__About this task__
What appears from the first line of the records below through the line containing "style (RSS) timestamps." must be reproduced verbatim.

Dataset entries
######

use chrono::{DateTime, FixedOffset, Utc};

use crate::diagnostics::{Diagnostic, Diagnostics};

const FEED_DATE_FORMAT: &str = "%a, %d %b %Y %H:%M:%S %z";

/// Parses ISO-8601 (Atom) or RFC-2822 style (RSS) timestamps.
pub fn parse_timestamp(raw: &str) -> Option<DateTime<FixedOffset>> {
    let raw = raw.trim();

    DateTime::parse_from_rfc3339(raw)
        .or_else(|_| DateTime::parse_from_str(raw, FEED_DATE_FORMAT))
        .or_else(|_| DateTime::parse_from_rfc2822(raw))
        .ok()
}

/// Like [`parse_timestamp`], but substitutes the current time and records a
/// `timestamp-fallback` diagnostic when nothing matches.
pub fn timestamp_or_now(
    raw: &str,
    field: &'static str,
    diagnostics: &mut Diagnostics,
) -> DateTime<FixedOffset> {
    match parse_timestamp(raw) {
        Some(ts) => ts,
        None => {
            diagnostics.push(Diagnostic::TimestampFallback {
                field,
                raw: raw.to_string(),
            });
            Utc::now().fixed_offset()
        }
    }
}
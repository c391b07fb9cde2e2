mod common;

use std::time::Duration;

use blogger_scraper::{Blogsite, Diagnostic, FeedKind, FetchConfig, ScrapeError, SiteOptions};
use common::{FEED_PATH, atom_feed, blogger_home, rss_feed};
use reqwest::{Client, StatusCode};
use wiremock::matchers::{method, path, query_param};
use wiremock::{Mock, MockServer, ResponseTemplate};

fn options(feed: FeedKind) -> SiteOptions {
    SiteOptions {
        feed,
        plain_text: false,
        fetch: FetchConfig {
            retry_delay: Duration::ZERO,
            ..FetchConfig::default()
        },
    }
}

async fn mount_home(server: &MockServer, body: String, content_type: &str) {
    Mock::given(method("GET"))
        .and(path("/"))
        .respond_with(
            ResponseTemplate::new(200).set_body_raw(body.into_bytes(), content_type),
        )
        .mount(server)
        .await;
}

async fn mount_feed_root(server: &MockServer, body: String) {
    Mock::given(method("GET"))
        .and(path(FEED_PATH))
        .respond_with(ResponseTemplate::new(200).set_body_string(body))
        .mount(server)
        .await;
}

#[tokio::test]
async fn opens_blogger_site_with_preferred_feed() {
    let server = MockServer::start().await;
    mount_home(&server, blogger_home(&server.uri(), true, true), "text/html; charset=UTF-8").await;
    mount_feed_root(&server, atom_feed(25, 1, 10, &[])).await;

    let site = format!("{}/", server.uri());
    let outcome = Blogsite::open(&Client::new(), &site, &options(FeedKind::Atom))
        .await
        .unwrap();
    let blog = outcome.value;

    assert!(outcome.diagnostics.is_empty());
    assert_eq!(blog.encoding, encoding_rs::UTF_8);
    assert_eq!(blog.atom_link, Some(format!("{}{FEED_PATH}", server.uri())));
    assert_eq!(blog.rss_link, Some(format!("{}{FEED_PATH}?alt=rss", server.uri())));
    assert_eq!(blog.feed.kind, FeedKind::Atom);
    assert_eq!(blog.feed.total_results, 25);

    let counts: Vec<usize> = blog.feed.pages.values().map(|p| p.expected_count).collect();
    assert_eq!(counts, vec![10, 10, 5]);
}

#[tokio::test]
async fn falls_back_to_rss_when_atom_is_missing() {
    let server = MockServer::start().await;
    mount_home(&server, blogger_home(&server.uri(), false, true), "text/html").await;
    Mock::given(method("GET"))
        .and(path(FEED_PATH))
        .and(query_param("alt", "rss"))
        .respond_with(ResponseTemplate::new(200).set_body_string(rss_feed(3, 1, 25, &[])))
        .mount(&server)
        .await;

    let site = format!("{}/", server.uri());
    let outcome = Blogsite::open(&Client::new(), &site, &options(FeedKind::Atom))
        .await
        .unwrap();

    assert_eq!(outcome.value.feed.kind, FeedKind::Rss);
    assert!(outcome.diagnostics.iter().any(|d| matches!(
        d,
        Diagnostic::FeedFallback {
            preferred: FeedKind::Atom,
            used: FeedKind::Rss
        }
    )));
}

#[tokio::test]
async fn header_charset_sets_site_encoding() {
    let server = MockServer::start().await;
    mount_home(
        &server,
        blogger_home(&server.uri(), true, false),
        "text/html; charset=ISO-8859-2",
    )
    .await;
    mount_feed_root(&server, atom_feed(0, 1, 25, &[])).await;

    let site = format!("{}/", server.uri());
    let blog = Blogsite::open(&Client::new(), &site, &options(FeedKind::Atom))
        .await
        .unwrap()
        .value;

    assert_eq!(blog.encoding, encoding_rs::ISO_8859_2);
    assert!(blog.feed.pages.is_empty());
}

#[tokio::test]
async fn rejects_sites_that_are_not_blogger() {
    let server = MockServer::start().await;
    mount_home(
        &server,
        "<html><head><meta name='generator' content='WordPress'/></head></html>".to_string(),
        "text/html",
    )
    .await;

    let site = format!("{}/", server.uri());
    let err = Blogsite::open(&Client::new(), &site, &options(FeedKind::Atom))
        .await
        .unwrap_err();

    assert!(matches!(err, ScrapeError::Validation(_)));
}

#[tokio::test]
async fn site_without_feeds_is_an_error() {
    let server = MockServer::start().await;
    mount_home(&server, blogger_home(&server.uri(), false, false), "text/html").await;

    let site = format!("{}/", server.uri());
    let err = Blogsite::open(&Client::new(), &site, &options(FeedKind::Rss))
        .await
        .unwrap_err();

    assert!(matches!(err, ScrapeError::NoFeed(_)));
}

#[tokio::test]
async fn non_200_site_is_a_protocol_error() {
    let server = MockServer::start().await;
    Mock::given(method("GET"))
        .respond_with(ResponseTemplate::new(500))
        .expect(1)
        .mount(&server)
        .await;

    let site = format!("{}/", server.uri());
    let err = Blogsite::open(&Client::new(), &site, &options(FeedKind::Atom))
        .await
        .unwrap_err();

    match err {
        ScrapeError::HttpStatus { status, .. } => assert_eq!(status, StatusCode::INTERNAL_SERVER_ERROR),
        other => panic!("unexpected error: {other}"),
    }
}

#[tokio::test]
async fn unreachable_site_is_a_connectivity_error() {
    let err = Blogsite::open(&Client::new(), "http://127.0.0.1:1/", &options(FeedKind::Atom))
        .await
        .unwrap_err();

    assert!(matches!(err, ScrapeError::Connectivity { .. }));
}

#[tokio::test]
async fn missing_pagination_metadata_degrades_to_no_pages() {
    let server = MockServer::start().await;
    mount_home(&server, blogger_home(&server.uri(), true, false), "text/html").await;
    mount_feed_root(
        &server,
        r#"<feed xmlns="http://www.w3.org/2005/Atom"><title>No metadata</title></feed>"#.to_string(),
    )
    .await;

    let site = format!("{}/", server.uri());
    let outcome = Blogsite::open(&Client::new(), &site, &options(FeedKind::Atom))
        .await
        .unwrap();

    assert!(outcome.value.feed.pages.is_empty());
    assert!(outcome.diagnostics.has_code("pagination-unavailable"));
}

#[tokio::test]
async fn atom_page_links_are_read() {
    let server = MockServer::start().await;
    let next = format!("{}{FEED_PATH}?start-index=3&max-results=2", server.uri());
    let page_body = atom_feed(4, 1, 2, &[]).replace(
        "<title type=\"text\">Example blog</title>",
        &format!(
            r#"<title type="text">Example blog</title><link rel="next" type="application/atom+xml" href="{}"/>"#,
            next.replace('&', "&amp;")
        ),
    );

    mount_home(&server, blogger_home(&server.uri(), true, false), "text/html").await;
    mount_feed_root(&server, atom_feed(4, 1, 2, &[])).await;
    Mock::given(method("GET"))
        .and(path(FEED_PATH))
        .and(query_param("start-index", "1"))
        .respond_with(ResponseTemplate::new(200).set_body_string(page_body))
        .with_priority(1)
        .mount(&server)
        .await;

    let site = format!("{}/", server.uri());
    let blog = Blogsite::open(&Client::new(), &site, &options(FeedKind::Atom))
        .await
        .unwrap()
        .value;

    let links = blog.feed.page_links(1).await.unwrap().value;
    assert_eq!(links.next, Some(next));
    assert_eq!(links.previous, None);
}
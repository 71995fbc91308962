//! Best-effort credit handling.
//!
//! The balance is checked before every submission; a zero balance triggers
//! one receive attempt. None of this is allowed to fail a generation — the
//! upstream itself is the authority on whether the job may run.

use serde_json::json;

use super::region::{RegionInfo, SessionToken};
use super::upstream::UpstreamClient;
use crate::error::{GatewayError, GatewayResult};

/// Credit balance of one session.
#[derive(Debug, Clone, Copy, Default, PartialEq, Eq)]
pub struct CreditBalance {
    pub gift: i64,
    pub purchase: i64,
    pub vip: i64,
    pub total: i64,
}

/// Check the balance and, when empty, try to claim the daily grant.
/// Failures are logged and swallowed.
pub async fn ensure_credit(upstream: &UpstreamClient, region: &RegionInfo, token: &SessionToken) {
    match query_credit(upstream, region, token).await {
        Ok(balance) if balance.total <= 0 => {
            tracing::info!("Credit balance empty, attempting to receive daily credit");
            if let Err(e) = receive_credit(upstream, region, token).await {
                tracing::warn!("Credit receive failed (continuing anyway): {}", e);
            }
        }
        Ok(balance) => {
            tracing::debug!(
                "Credit balance: total={} (gift={}, purchase={}, vip={})",
                balance.total,
                balance.gift,
                balance.purchase,
                balance.vip
            );
        }
        Err(e) => {
            tracing::warn!("Credit check failed (continuing anyway): {}", e);
        }
    }
}

/// `POST /token/points` — first entry of the returned list carries the
/// balance breakdown.
pub async fn query_credit(
    upstream: &UpstreamClient,
    region: &RegionInfo,
    token: &SessionToken,
) -> GatewayResult<CreditBalance> {
    let data = upstream
        .api_post(region, token, "/token/points", json!({}), &[])
        .await?;

    let points = data
        .as_array()
        .and_then(|entries| entries.first())
        .and_then(|entry| entry.get("points"))
        .ok_or_else(|| GatewayError::Server("points response carries no entries".to_string()))?;

    let field = |key: &str| points.get(key).and_then(|v| v.as_i64()).unwrap_or(0);
    Ok(CreditBalance {
        gift: field("giftCredit"),
        purchase: field("purchaseCredit"),
        vip: field("vipCredit"),
        total: field("totalCredit"),
    })
}

async fn receive_credit(
    upstream: &UpstreamClient,
    region: &RegionInfo,
    token: &SessionToken,
) -> GatewayResult<()> {
    upstream
        .api_post(
            region,
            token,
            "/commerce/v1/benefits/credit_receive",
            json!({"time_zone": "Asia/Shanghai"}),
            &[],
        )
        .await?;
    Ok(())
}
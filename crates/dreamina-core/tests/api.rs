//! Router-level tests: validation, auth, and response shapes.

mod common;

use axum::body::Body;
use axum::http::{header, Request, StatusCode};
use axum::Router;
use serde_json::{json, Value};
use tower::ServiceExt;
use wiremock::matchers::{method, path};
use wiremock::{Mock, MockServer, ResponseTemplate};

use dreamina_core::gateway::server::{build_router, AppState};
use dreamina_core::gateway::upstream::UpstreamClient;

use common::{fast_config, history_record, mount_credit, mount_draft_generate, mount_history};

const AUTH: &str = "Bearer test-session-secret";

fn app(upstream_uri: Option<String>) -> Router {
    let upstream = UpstreamClient::with_overrides(upstream_uri.clone(), upstream_uri);
    build_router(AppState::with_upstream(fast_config(), upstream))
}

async fn send_json(
    app: Router,
    method: &str,
    uri: &str,
    auth: Option<&str>,
    body: Option<Value>,
) -> (StatusCode, Value) {
    let mut builder = Request::builder().method(method).uri(uri);
    if let Some(auth) = auth {
        builder = builder.header(header::AUTHORIZATION, auth);
    }
    let request = match body {
        Some(body) => builder
            .header(header::CONTENT_TYPE, "application/json")
            .body(Body::from(body.to_string()))
            .expect("request"),
        None => builder.body(Body::empty()).expect("request"),
    };

    let response = app.oneshot(request).await.expect("response");
    let status = response.status();
    let bytes = axum::body::to_bytes(response.into_body(), usize::MAX)
        .await
        .expect("body");
    let value = serde_json::from_slice(&bytes).unwrap_or(Value::String(
        String::from_utf8_lossy(&bytes).into_owned(),
    ));
    (status, value)
}

fn error_type(body: &Value) -> &str {
    body.pointer("/error/type").and_then(|v| v.as_str()).unwrap_or("")
}

#[tokio::test]
async fn ping_answers_pong() {
    let (status, body) = send_json(app(None), "GET", "/ping", None, None).await;
    assert_eq!(status, StatusCode::OK);
    assert_eq!(body, Value::String("pong".to_string()));
}

#[tokio::test]
async fn models_listing_is_openai_shaped() {
    let (status, body) = send_json(app(None), "GET", "/v1/models", None, None).await;
    assert_eq!(status, StatusCode::OK);
    assert_eq!(body["object"], "list");
    let ids: Vec<&str> = body["data"]
        .as_array()
        .expect("data array")
        .iter()
        .filter_map(|m| m["id"].as_str())
        .collect();
    assert!(ids.contains(&"jimeng-3.0"));
    assert!(ids.contains(&"jimeng-video-3.0"));
    assert!(body["data"][0]["object"] == "model");
}

#[tokio::test]
async fn image_generation_rejects_pixel_dimensions() {
    for key in ["size", "width", "height"] {
        let (status, body) = send_json(
            app(None),
            "POST",
            "/v1/images/generations",
            Some(AUTH),
            Some(json!({"model": "jimeng-3.0", "prompt": "a fox", key: "1024x1024"})),
        )
        .await;
        assert_eq!(status, StatusCode::BAD_REQUEST);
        assert_eq!(error_type(&body), "validation");
    }
}

#[tokio::test]
async fn missing_authorization_is_rejected() {
    let (status, body) = send_json(
        app(None),
        "POST",
        "/v1/images/generations",
        None,
        Some(json!({"prompt": "a fox"})),
    )
    .await;
    assert_eq!(status, StatusCode::UNAUTHORIZED);
    assert_eq!(error_type(&body), "auth");
}

#[tokio::test]
async fn empty_token_pool_is_rejected() {
    let (status, body) = send_json(
        app(None),
        "POST",
        "/v1/images/generations",
        Some("Bearer  ,  "),
        Some(json!({"prompt": "a fox"})),
    )
    .await;
    assert_eq!(status, StatusCode::UNAUTHORIZED);
    assert_eq!(error_type(&body), "auth");
}

#[tokio::test]
async fn video_duration_bounds_are_enforced() {
    for duration in [json!(3), json!(16), json!("3"), json!(4.5)] {
        let (status, body) = send_json(
            app(None),
            "POST",
            "/v1/videos/generations",
            Some(AUTH),
            Some(json!({"prompt": "a fox", "duration": duration})),
        )
        .await;
        assert_eq!(status, StatusCode::BAD_REQUEST, "duration {duration} accepted");
        assert_eq!(error_type(&body), "validation");
    }
}

#[tokio::test]
async fn video_rejects_a_third_frame_before_uploading() {
    let server = MockServer::start().await;
    Mock::given(method("POST"))
        .and(path("/mweb/v1/get_upload_token"))
        .respond_with(ResponseTemplate::new(200))
        .expect(0)
        .mount(&server)
        .await;

    let (status, body) = send_json(
        app(Some(server.uri())),
        "POST",
        "/v1/videos/generations",
        Some(AUTH),
        Some(json!({
            "prompt": "a fox",
            "duration": "10",
            "file_paths": ["https://x/1.png", "https://x/2.png", "https://x/3.png"],
        })),
    )
    .await;
    assert_eq!(status, StatusCode::BAD_REQUEST);
    assert_eq!(error_type(&body), "validation");
}

#[tokio::test]
async fn video_multipart_parses_string_duration() {
    let server = MockServer::start().await;
    Mock::given(method("POST"))
        .and(path("/mweb/v1/get_upload_token"))
        .respond_with(ResponseTemplate::new(200))
        .expect(0)
        .mount(&server)
        .await;

    let boundary = "XTESTBOUNDARY";
    let mut form = String::new();
    for (name, value) in [
        ("prompt", "a fox"),
        ("duration", "16"),
        ("file_paths", "https://x/1.png"),
    ] {
        form.push_str(&format!(
            "--{boundary}\r\nContent-Disposition: form-data; name=\"{name}\"\r\n\r\n{value}\r\n"
        ));
    }
    form.push_str(&format!("--{boundary}--\r\n"));

    let request = Request::builder()
        .method("POST")
        .uri("/v1/videos/generations")
        .header(header::AUTHORIZATION, AUTH)
        .header(
            header::CONTENT_TYPE,
            format!("multipart/form-data; boundary={boundary}"),
        )
        .body(Body::from(form))
        .expect("request");

    let response = app(Some(server.uri())).oneshot(request).await.expect("response");
    // "16" parses but is out of range; the string made it through intact.
    assert_eq!(response.status(), StatusCode::BAD_REQUEST);
}

#[tokio::test]
async fn composition_rejects_empty_and_oversized_input_sets() {
    let (status, body) = send_json(
        app(None),
        "POST",
        "/v1/images/compositions",
        Some(AUTH),
        Some(json!({"prompt": "merge", "images": []})),
    )
    .await;
    assert_eq!(status, StatusCode::BAD_REQUEST);
    assert_eq!(error_type(&body), "validation");

    let eleven: Vec<String> = (0..11).map(|i| format!("https://x/{i}.png")).collect();
    let (status, body) = send_json(
        app(None),
        "POST",
        "/v1/images/compositions",
        Some(AUTH),
        Some(json!({"prompt": "merge", "images": eleven})),
    )
    .await;
    assert_eq!(status, StatusCode::BAD_REQUEST);
    assert_eq!(error_type(&body), "validation");
}

#[tokio::test]
async fn image_generation_end_to_end_over_http() {
    let server = MockServer::start().await;
    mount_credit(&server).await;
    mount_draft_generate(&server, "h1").await;
    mount_history(
        &server,
        "h1",
        history_record(50, &["https://img/a", "https://img/b", "https://img/c", "https://img/d"], 7),
    )
    .await;

    let (status, body) = send_json(
        app(Some(server.uri())),
        "POST",
        "/v1/images/generations",
        Some(AUTH),
        Some(json!({
            "model": "jimeng-3.0",
            "prompt": "a red fox",
            "ratio": "16:9",
            "resolution": "2k",
        })),
    )
    .await;

    assert_eq!(status, StatusCode::OK);
    assert!(body["created"].as_i64().expect("created") > 0);
    let data = body["data"].as_array().expect("data");
    assert_eq!(data.len(), 4);
    assert_eq!(data[0]["url"], "https://img/a");
}

#[tokio::test]
async fn b64_response_format_inlines_artifacts() {
    let server = MockServer::start().await;
    mount_credit(&server).await;
    mount_draft_generate(&server, "h1").await;
    let artifact_url = format!("{}/artifact/a.webp", server.uri());
    mount_history(&server, "h1", history_record(50, &[&artifact_url], 7)).await;
    Mock::given(method("GET"))
        .and(path("/artifact/a.webp"))
        .respond_with(ResponseTemplate::new(200).set_body_bytes(b"webp-bytes".to_vec()))
        .mount(&server)
        .await;

    let (status, body) = send_json(
        app(Some(server.uri())),
        "POST",
        "/v1/images/generations",
        Some(AUTH),
        Some(json!({"prompt": "a fox", "response_format": "b64_json"})),
    )
    .await;

    assert_eq!(status, StatusCode::OK);
    use base64::Engine;
    let expected = base64::engine::general_purpose::STANDARD.encode(b"webp-bytes");
    assert_eq!(body["data"][0]["b64_json"], Value::String(expected));
}

#[tokio::test]
async fn session_generate_without_provisioner_is_provisioning_error() {
    let (status, body) = send_json(
        app(None),
        "POST",
        "/v1/session/generate",
        Some(AUTH),
        Some(json!({})),
    )
    .await;
    assert_eq!(status, StatusCode::SERVICE_UNAVAILABLE);
    assert_eq!(error_type(&body), "provisioning");
}

#[tokio::test]
async fn chat_completion_returns_markdown_links() {
    let server = MockServer::start().await;
    mount_credit(&server).await;
    mount_draft_generate(&server, "h1").await;
    mount_history(&server, "h1", history_record(50, &["https://img/a"], 7)).await;

    let (status, body) = send_json(
        app(Some(server.uri())),
        "POST",
        "/v1/chat/completions",
        Some(AUTH),
        Some(json!({
            "model": "jimeng-3.0",
            "messages": [{"role": "user", "content": "a red fox"}],
        })),
    )
    .await;

    assert_eq!(status, StatusCode::OK);
    assert_eq!(body["object"], "chat.completion");
    let content = body["choices"][0]["message"]["content"].as_str().expect("content");
    assert!(content.contains("![image_1](https://img/a)"));
    assert_eq!(body["choices"][0]["finish_reason"], "stop");
}

#[tokio::test]
async fn chat_streaming_ends_with_done_sentinel() {
    let server = MockServer::start().await;
    mount_credit(&server).await;
    mount_draft_generate(&server, "h1").await;
    mount_history(&server, "h1", history_record(50, &["https://img/a"], 7)).await;

    let request = Request::builder()
        .method("POST")
        .uri("/v1/chat/completions")
        .header(header::AUTHORIZATION, AUTH)
        .header(header::CONTENT_TYPE, "application/json")
        .body(Body::from(
            json!({
                "model": "jimeng-3.0",
                "stream": true,
                "messages": [{"role": "user", "content": "a red fox"}],
            })
            .to_string(),
        ))
        .expect("request");

    let response = app(Some(server.uri())).oneshot(request).await.expect("response");
    assert_eq!(response.status(), StatusCode::OK);
    assert_eq!(
        response
            .headers()
            .get(header::CONTENT_TYPE)
            .and_then(|v| v.to_str().ok()),
        Some("text/event-stream")
    );

    let bytes = axum::body::to_bytes(response.into_body(), usize::MAX)
        .await
        .expect("stream body");
    let text = String::from_utf8_lossy(&bytes);
    assert!(text.contains("\"role\":\"assistant\""));
    assert!(text.contains("![image_1](https://img/a)"));
    assert!(text.contains("\"finish_reason\":\"stop\""));
    assert!(text.trim_end().ends_with("data: [DONE]"));
}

######

__Written response__
use chrono::{DateTime, FixedOffset, Utc};

use crate::diagnostics::{Diagnostic, Diagnostics};

const FEED_DATE_FORMAT: &str = "%a, %d %b %Y %H:%M:%S %z";

/// Parses ISO-8601 (Atom) or RFC-2822 style (RSS) timestamps.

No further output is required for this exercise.